PROBLEM
Repeat each line, word for word, from the one containing "a broadcast channel." through the last line of the entries, and include no other output.
══ ENTRIES PROVIDED ══
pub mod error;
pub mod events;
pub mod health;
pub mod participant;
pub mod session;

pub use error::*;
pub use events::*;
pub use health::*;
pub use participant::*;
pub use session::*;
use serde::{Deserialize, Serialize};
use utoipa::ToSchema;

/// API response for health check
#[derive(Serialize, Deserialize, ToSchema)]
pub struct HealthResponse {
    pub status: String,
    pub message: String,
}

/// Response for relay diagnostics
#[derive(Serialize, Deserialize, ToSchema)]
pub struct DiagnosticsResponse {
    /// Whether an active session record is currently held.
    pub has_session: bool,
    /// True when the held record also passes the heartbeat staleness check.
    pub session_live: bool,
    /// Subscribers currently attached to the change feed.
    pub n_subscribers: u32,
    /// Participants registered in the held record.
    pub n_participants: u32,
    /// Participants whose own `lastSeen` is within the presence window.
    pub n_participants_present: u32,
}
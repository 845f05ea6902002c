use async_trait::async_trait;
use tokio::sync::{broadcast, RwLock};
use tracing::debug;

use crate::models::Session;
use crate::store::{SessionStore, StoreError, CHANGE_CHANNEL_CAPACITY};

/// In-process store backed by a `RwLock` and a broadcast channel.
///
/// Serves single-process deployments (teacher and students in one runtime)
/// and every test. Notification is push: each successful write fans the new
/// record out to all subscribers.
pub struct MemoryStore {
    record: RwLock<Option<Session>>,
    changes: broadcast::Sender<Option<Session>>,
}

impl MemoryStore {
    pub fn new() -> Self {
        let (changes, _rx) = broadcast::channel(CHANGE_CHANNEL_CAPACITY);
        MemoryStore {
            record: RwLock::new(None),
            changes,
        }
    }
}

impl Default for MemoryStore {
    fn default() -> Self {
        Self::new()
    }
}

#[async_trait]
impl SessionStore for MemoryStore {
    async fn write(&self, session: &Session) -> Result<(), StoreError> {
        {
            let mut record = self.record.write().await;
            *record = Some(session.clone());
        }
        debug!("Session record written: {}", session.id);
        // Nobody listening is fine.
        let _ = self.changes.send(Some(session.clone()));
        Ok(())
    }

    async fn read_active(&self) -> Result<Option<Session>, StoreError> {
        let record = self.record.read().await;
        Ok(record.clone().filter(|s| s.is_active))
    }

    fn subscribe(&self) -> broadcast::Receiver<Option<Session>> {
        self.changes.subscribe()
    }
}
═══
ANSWER TO THIS TASK
/// In-process store backed by a `RwLock` and a broadcast channel.
///
/// Serves single-process deployments (teacher and students in one runtime)
/// and every test. Notification is push: each successful write fans the new
/// record out to all subscribers.
pub struct MemoryStore {
    record: RwLock<Option<Session>>,
    changes: broadcast::Sender<Option<Session>>,
}

impl MemoryStore {
    pub fn new() -> Self {
        let (changes, _rx) = broadcast::channel(CHANGE_CHANNEL_CAPACITY);
        MemoryStore {
            record: RwLock::new(None),
            changes,
        }
    }
}

impl Default for MemoryStore {
    fn default() -> Self {
        Self::new()
    }
}

#[async_trait]
impl SessionStore for MemoryStore {
    async fn write(&self, session: &Session) -> Result<(), StoreError> {
        {
            let mut record = self.record.write().await;
            *record = Some(session.clone());
        }
        debug!("Session record written: {}", session.id);
        // Nobody listening is fine.
        let _ = self.changes.send(Some(session.clone()));
        Ok(())
    }

    async fn read_active(&self) -> Result<Option<Session>, StoreError> {
        let record = self.record.read().await;
        Ok(record.clone().filter(|s| s.is_active))
    }

    fn subscribe(&self) -> broadcast::Receiver<Option<Session>> {
        self.changes.subscribe()
    }
}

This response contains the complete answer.